YOUR INSTRUCTIONS:
Search term "PathBuf": copy each line of the records that contains it.

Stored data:
_ _ _ _ _
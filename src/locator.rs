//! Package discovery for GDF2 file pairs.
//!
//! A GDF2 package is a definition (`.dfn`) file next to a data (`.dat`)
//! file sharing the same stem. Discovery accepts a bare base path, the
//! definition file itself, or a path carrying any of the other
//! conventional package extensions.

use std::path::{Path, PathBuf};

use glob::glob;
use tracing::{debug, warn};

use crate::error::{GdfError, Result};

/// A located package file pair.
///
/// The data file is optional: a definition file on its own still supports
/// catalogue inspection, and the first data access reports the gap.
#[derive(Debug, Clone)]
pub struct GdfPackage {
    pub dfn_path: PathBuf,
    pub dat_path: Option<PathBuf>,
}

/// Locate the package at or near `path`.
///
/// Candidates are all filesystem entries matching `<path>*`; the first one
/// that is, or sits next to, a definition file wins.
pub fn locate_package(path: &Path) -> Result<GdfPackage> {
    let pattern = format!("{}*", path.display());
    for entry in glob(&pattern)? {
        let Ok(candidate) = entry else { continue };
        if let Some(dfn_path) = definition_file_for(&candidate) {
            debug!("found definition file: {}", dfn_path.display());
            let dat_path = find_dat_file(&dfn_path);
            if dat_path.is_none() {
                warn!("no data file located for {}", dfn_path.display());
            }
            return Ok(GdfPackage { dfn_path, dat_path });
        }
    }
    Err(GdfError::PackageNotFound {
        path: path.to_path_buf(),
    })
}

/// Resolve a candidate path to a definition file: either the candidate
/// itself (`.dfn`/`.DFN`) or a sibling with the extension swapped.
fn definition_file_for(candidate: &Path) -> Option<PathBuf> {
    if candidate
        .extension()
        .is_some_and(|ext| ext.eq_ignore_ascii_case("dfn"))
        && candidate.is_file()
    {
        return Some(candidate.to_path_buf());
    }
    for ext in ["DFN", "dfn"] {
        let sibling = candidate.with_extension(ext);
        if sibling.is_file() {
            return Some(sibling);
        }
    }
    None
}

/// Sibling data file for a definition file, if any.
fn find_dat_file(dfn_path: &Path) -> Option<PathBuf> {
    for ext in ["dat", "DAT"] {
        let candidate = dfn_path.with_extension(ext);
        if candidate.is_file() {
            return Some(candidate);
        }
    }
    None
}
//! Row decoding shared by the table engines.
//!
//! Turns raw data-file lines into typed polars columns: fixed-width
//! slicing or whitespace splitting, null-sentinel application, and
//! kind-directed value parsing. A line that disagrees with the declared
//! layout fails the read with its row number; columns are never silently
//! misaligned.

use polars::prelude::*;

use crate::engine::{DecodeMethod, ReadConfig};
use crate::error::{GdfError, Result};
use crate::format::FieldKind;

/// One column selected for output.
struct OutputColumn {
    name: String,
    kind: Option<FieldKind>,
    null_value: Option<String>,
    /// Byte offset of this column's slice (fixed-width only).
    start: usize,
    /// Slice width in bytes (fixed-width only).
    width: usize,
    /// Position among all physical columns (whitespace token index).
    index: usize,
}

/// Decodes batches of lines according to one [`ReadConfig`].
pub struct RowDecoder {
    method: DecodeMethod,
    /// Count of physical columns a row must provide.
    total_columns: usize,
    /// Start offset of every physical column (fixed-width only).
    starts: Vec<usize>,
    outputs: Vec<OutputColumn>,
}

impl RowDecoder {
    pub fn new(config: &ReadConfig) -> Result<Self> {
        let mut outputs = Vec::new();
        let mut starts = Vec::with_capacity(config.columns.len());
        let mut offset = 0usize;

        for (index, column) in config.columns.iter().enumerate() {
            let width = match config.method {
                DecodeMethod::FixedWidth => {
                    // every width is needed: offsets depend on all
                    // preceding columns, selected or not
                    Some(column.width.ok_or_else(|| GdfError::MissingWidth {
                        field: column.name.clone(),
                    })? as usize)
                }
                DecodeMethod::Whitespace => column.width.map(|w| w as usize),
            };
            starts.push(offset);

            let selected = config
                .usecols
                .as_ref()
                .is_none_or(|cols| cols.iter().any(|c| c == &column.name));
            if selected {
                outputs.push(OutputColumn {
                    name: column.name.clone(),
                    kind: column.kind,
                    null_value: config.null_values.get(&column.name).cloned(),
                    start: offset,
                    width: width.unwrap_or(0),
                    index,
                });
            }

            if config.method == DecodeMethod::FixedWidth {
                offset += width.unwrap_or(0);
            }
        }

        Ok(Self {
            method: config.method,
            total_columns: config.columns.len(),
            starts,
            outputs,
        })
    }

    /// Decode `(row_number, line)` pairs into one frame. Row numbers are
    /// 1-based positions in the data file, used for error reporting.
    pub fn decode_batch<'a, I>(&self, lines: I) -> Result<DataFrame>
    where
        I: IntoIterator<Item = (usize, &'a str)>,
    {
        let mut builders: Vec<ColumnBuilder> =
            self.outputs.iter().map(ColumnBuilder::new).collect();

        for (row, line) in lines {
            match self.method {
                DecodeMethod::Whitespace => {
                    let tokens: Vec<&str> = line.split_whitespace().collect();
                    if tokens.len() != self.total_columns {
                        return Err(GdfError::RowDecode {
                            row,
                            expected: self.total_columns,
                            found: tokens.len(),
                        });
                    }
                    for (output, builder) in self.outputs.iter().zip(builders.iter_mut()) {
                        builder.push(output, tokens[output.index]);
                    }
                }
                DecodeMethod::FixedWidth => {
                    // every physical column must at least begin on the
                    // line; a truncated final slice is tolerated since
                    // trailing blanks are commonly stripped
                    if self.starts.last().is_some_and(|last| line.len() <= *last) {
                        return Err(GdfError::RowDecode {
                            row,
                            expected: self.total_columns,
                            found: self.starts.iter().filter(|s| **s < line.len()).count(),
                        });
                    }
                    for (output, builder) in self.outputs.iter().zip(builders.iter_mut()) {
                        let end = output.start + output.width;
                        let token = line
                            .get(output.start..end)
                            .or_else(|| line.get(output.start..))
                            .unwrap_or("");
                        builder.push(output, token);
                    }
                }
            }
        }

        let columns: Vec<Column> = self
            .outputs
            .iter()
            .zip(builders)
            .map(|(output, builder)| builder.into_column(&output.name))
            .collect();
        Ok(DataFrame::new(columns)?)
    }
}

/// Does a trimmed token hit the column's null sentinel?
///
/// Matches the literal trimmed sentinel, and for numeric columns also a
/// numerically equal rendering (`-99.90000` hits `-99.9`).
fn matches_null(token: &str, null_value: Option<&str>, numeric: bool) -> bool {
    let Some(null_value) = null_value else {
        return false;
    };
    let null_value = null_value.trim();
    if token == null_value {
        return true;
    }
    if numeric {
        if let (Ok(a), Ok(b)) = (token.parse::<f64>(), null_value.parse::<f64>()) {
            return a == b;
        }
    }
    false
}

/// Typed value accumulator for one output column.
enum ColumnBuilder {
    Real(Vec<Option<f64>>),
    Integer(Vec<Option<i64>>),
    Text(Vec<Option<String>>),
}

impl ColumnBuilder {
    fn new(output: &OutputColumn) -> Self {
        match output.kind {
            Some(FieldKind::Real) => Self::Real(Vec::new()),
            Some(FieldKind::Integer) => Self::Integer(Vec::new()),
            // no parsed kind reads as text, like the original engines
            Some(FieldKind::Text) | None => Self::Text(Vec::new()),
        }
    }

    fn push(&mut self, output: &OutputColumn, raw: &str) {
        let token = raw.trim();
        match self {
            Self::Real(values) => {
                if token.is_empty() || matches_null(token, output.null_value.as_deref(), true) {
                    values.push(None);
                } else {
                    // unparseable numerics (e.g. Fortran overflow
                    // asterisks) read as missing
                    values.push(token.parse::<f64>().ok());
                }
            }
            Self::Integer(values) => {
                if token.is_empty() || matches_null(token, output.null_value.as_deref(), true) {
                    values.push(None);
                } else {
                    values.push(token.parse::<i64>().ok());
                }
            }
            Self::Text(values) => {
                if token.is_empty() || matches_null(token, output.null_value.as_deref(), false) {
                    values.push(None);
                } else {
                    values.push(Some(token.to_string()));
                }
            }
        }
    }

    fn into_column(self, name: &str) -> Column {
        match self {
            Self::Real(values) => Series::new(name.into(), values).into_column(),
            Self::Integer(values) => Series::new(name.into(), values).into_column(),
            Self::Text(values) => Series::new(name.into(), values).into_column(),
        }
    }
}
_ _ _ _ _
ANSWER BELOW:
use std::path::{Path, PathBuf};
    pub dfn_path: PathBuf,
    pub dat_path: Option<PathBuf>,
fn definition_file_for(candidate: &Path) -> Option<PathBuf> {
fn find_dat_file(dfn_path: &Path) -> Option<PathBuf> {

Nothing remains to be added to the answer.